Saved data entries
Content starts

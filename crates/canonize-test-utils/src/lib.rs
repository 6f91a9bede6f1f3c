//! Testing utilities for the canonize workspace
//!
//! Shared fixtures, stub collaborators, and test logging.

#![allow(missing_docs)]

use std::sync::atomic::{AtomicUsize, Ordering};
use std::sync::Once;
use std::time::Duration;

use canonize_contract::{ComplianceChecker, ComplianceReport, Contract, Oracle, OracleResult};
use canonize_eval::EquivalenceProbe;
use canonize_store::{CanonStore, FileBackend};
use tempfile::TempDir;

#[derive(Debug, Clone, Copy)]
pub struct Scenario {
    pub name: &'static str,
    pub candidate: &'static str,
    pub canon: &'static str,
}

pub const RETURN_CHAIN: Scenario = Scenario {
    name: "return_chain",
    candidate: "def f(n):\n    r = n*2\n    return r\n",
    canon: "def f(n):\n    return n * 2\n",
};

pub const EMPTY_CHECK: Scenario = Scenario {
    name: "empty_check",
    candidate: "def is_empty(x):\n    return len(x) == 0\n",
    canon: "def is_empty(x):\n    return not x\n",
};

pub const RENAME: Scenario = Scenario {
    name: "rename",
    candidate: "def total(items):\n    s = 0\n    for x in items:\n        s += x\n    return s\n",
    canon: "def total(arr):\n    s = 0\n    for x in arr:\n        s += x\n    return s\n",
};

/// Same contract, different algorithm
pub const ALGORITHM: Scenario = Scenario {
    name: "algorithm",
    candidate: "def fact(n):\n    r = 1\n    while n > 1:\n        r *= n\n        n -= 1\n    return r\n",
    canon: "def fact(n):\n    if n <= 1:\n        return 1\n    return n * fact(n - 1)\n",
};

pub const UNPARSABLE: Scenario = Scenario {
    name: "unparsable",
    candidate: "def f(n:\n    return n\n",
    canon: "def f(n):\n    return n\n",
};

pub const SCENARIOS: [Scenario; 5] = [RETURN_CHAIN, EMPTY_CHECK, RENAME, ALGORITHM, UNPARSABLE];

/// Install a test-writer subscriber once per process; honours `RUST_LOG`
pub fn init_test_tracing() {
    static INIT: Once = Once::new();
    INIT.call_once(|| {
        let filter = tracing_subscriber::EnvFilter::try_from_default_env()
            .unwrap_or_else(|_| tracing_subscriber::EnvFilter::new("warn"));
        let _ = tracing_subscriber::fmt()
            .with_env_filter(filter)
            .with_test_writer()
            .try_init();
    });
}

/// Oracle with a fixed verdict
#[derive(Debug, Clone)]
pub struct StaticOracle(pub OracleResult);

impl StaticOracle {
    pub fn passing() -> Self {
        Self(OracleResult::pass("static"))
    }

    pub fn failing() -> Self {
        Self(OracleResult::fail(0.0, "static"))
    }
}

impl Oracle for StaticOracle {
    fn validate(&self, _code: &str, _contract: &Contract, _timeout: Duration) -> OracleResult {
        self.0.clone()
    }
}

/// Oracle that judges code against a reference implementation with the probe
///
/// Passes exactly when the probe finds the code equivalent to the reference.
#[derive(Debug, Clone)]
pub struct ReferenceOracle {
    reference: String,
    probe: EquivalenceProbe,
}

impl ReferenceOracle {
    pub fn new(reference: impl Into<String>) -> Self {
        Self {
            reference: reference.into(),
            probe: EquivalenceProbe::default(),
        }
    }
}

impl Oracle for ReferenceOracle {
    fn validate(&self, code: &str, contract: &Contract, _timeout: Duration) -> OracleResult {
        let verdict =
            self.probe
                .compare_sources(&self.reference, code, contract.entry_point.as_deref());
        if verdict.is_equivalent() {
            OracleResult::pass(verdict.to_string())
        } else {
            OracleResult::fail(0.0, verdict.to_string())
        }
    }
}

/// Wraps an oracle and counts calls
#[derive(Debug, Default)]
pub struct CountingOracle<O> {
    inner: O,
    calls: AtomicUsize,
}

impl<O> CountingOracle<O> {
    pub fn new(inner: O) -> Self {
        Self {
            inner,
            calls: AtomicUsize::new(0),
        }
    }

    pub fn calls(&self) -> usize {
        self.calls.load(Ordering::SeqCst)
    }
}

impl<O: Oracle> Oracle for CountingOracle<O> {
    fn validate(&self, code: &str, contract: &Contract, timeout: Duration) -> OracleResult {
        self.calls.fetch_add(1, Ordering::SeqCst);
        self.inner.validate(code, contract, timeout)
    }
}

/// Compliance checker that scores by source length, shorter being better
#[derive(Debug, Clone, Copy, Default)]
pub struct BrevityChecker;

impl ComplianceChecker for BrevityChecker {
    fn check(&self, code: &str, _contract: &Contract) -> ComplianceReport {
        let lines = code.lines().filter(|l| !l.trim().is_empty()).count().max(1);
        #[allow(clippy::cast_precision_loss)]
        let score = 1.0 / lines as f64;
        ComplianceReport::compliant(score)
    }
}

/// File-backed store in a fresh temporary directory; keep the guard alive
pub fn temp_store() -> (TempDir, CanonStore) {
    let dir = tempfile::tempdir().unwrap();
    let store = CanonStore::new(FileBackend::open(dir.path()).unwrap());
    (dir, store)
}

Content ends

◆ What to work on:
Reproduce exactly the lines from the beginning of the entries above up to and including the line that contains "filter = tracing_subscriber::EnvFilter::try_from_default_env()".

◆ Answer area:
filename crates/canonize-test-utils/src/lib.rs
repository 6f91a9bede6f1f3c
//! Testing utilities for the canonize workspace
//!
//! Shared fixtures, stub collaborators, and test logging.

#![allow(missing_docs)]

use std::sync::atomic::{AtomicUsize, Ordering};
use std::sync::Once;
use std::time::Duration;

use canonize_contract::{ComplianceChecker, ComplianceReport, Contract, Oracle, OracleResult};
use canonize_eval::EquivalenceProbe;
use canonize_store::{CanonStore, FileBackend};
use tempfile::TempDir;

#[derive(Debug, Clone, Copy)]
pub struct Scenario {
    pub name: &'static str,
    pub candidate: &'static str,
    pub canon: &'static str,
}

pub const RETURN_CHAIN: Scenario = Scenario {
    name: "return_chain",
    candidate: "def f(n):\n    r = n*2\n    return r\n",
    canon: "def f(n):\n    return n * 2\n",
};

pub const EMPTY_CHECK: Scenario = Scenario {
    name: "empty_check",
    candidate: "def is_empty(x):\n    return len(x) == 0\n",
    canon: "def is_empty(x):\n    return not x\n",
};

pub const RENAME: Scenario = Scenario {
    name: "rename",
    candidate: "def total(items):\n    s = 0\n    for x in items:\n        s += x\n    return s\n",
    canon: "def total(arr):\n    s = 0\n    for x in arr:\n        s += x\n    return s\n",
};

/// Same contract, different algorithm
pub const ALGORITHM: Scenario = Scenario {
    name: "algorithm",
    candidate: "def fact(n):\n    r = 1\n    while n > 1:\n        r *= n\n        n -= 1\n    return r\n",
    canon: "def fact(n):\n    if n <= 1:\n        return 1\n    return n * fact(n - 1)\n",
};

pub const UNPARSABLE: Scenario = Scenario {
    name: "unparsable",
    candidate: "def f(n:\n    return n\n",
    canon: "def f(n):\n    return n\n",
};

pub const SCENARIOS: [Scenario; 5] = [RETURN_CHAIN, EMPTY_CHECK, RENAME, ALGORITHM, UNPARSABLE];

/// Install a test-writer subscriber once per process; honours `RUST_LOG`
pub fn init_test_tracing() {
    static INIT: Once = Once::new();
    INIT.call_once(|| {
        let filter = tracing_subscriber::EnvFilter::try_from_default_env()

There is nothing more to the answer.